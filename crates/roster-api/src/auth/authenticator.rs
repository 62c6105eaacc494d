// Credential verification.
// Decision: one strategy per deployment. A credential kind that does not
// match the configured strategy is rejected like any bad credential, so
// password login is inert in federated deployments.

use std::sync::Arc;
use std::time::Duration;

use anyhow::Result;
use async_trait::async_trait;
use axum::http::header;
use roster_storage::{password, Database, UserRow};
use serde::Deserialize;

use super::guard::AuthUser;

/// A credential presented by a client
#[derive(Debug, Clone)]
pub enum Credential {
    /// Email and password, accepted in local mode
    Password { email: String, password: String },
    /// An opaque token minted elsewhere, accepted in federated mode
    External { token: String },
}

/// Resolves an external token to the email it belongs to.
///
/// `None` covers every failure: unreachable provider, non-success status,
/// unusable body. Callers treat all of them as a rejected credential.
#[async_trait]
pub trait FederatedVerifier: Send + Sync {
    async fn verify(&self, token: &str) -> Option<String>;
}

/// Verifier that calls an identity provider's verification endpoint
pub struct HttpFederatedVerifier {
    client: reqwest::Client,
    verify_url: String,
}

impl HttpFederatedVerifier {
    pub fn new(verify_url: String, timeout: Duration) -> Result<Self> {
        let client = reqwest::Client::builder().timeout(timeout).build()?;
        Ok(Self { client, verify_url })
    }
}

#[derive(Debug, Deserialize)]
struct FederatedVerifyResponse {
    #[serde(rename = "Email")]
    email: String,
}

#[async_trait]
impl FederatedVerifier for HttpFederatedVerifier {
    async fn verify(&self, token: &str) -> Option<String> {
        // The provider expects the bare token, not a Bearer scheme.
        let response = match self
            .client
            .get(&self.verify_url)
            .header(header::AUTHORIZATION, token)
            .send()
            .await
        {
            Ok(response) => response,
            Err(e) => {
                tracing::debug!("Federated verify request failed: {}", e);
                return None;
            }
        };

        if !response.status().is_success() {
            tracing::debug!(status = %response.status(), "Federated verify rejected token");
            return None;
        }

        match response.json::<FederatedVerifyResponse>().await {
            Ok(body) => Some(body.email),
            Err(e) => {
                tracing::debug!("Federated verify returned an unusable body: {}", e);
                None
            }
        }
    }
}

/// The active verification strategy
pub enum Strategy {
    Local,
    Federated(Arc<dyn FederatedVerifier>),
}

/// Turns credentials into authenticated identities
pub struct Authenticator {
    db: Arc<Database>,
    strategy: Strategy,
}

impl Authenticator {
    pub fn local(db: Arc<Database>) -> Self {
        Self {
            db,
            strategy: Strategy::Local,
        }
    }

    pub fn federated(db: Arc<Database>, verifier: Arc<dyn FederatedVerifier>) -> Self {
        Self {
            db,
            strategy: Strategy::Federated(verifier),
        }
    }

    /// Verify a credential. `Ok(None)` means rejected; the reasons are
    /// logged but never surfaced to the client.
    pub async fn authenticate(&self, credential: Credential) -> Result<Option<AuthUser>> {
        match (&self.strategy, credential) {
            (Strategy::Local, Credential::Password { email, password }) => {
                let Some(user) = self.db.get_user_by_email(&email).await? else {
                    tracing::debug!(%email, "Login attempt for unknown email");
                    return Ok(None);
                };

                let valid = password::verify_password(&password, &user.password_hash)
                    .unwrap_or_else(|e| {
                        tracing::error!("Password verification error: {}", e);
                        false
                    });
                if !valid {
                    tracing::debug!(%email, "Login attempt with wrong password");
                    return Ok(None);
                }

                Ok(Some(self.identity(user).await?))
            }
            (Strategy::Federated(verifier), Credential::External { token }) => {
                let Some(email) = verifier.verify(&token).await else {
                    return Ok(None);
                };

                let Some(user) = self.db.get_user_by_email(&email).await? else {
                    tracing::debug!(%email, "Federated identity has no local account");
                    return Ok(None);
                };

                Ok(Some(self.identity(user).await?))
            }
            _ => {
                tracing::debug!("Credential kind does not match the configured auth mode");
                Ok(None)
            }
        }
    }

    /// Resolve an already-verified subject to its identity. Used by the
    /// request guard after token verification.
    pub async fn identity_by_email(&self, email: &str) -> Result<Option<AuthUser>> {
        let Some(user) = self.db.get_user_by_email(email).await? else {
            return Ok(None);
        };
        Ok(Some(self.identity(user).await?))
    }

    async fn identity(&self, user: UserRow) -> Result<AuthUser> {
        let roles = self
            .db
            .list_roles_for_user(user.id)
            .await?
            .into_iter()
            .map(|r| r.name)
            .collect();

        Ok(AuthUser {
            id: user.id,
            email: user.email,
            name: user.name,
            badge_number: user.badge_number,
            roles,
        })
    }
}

* * *

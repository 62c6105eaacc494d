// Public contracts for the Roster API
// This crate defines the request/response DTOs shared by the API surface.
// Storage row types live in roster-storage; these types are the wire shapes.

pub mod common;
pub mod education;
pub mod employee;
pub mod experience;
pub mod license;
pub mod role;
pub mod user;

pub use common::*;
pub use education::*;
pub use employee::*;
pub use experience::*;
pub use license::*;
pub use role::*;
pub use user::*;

(WHAT YOU HAVE TO DO) Which of the lines above carry the string "accepted"? Copy every one.

(SOLUTION FOR THIS TASK)
    /// Email and password, accepted in local mode
    /// An opaque token minted elsewhere, accepted in federated mode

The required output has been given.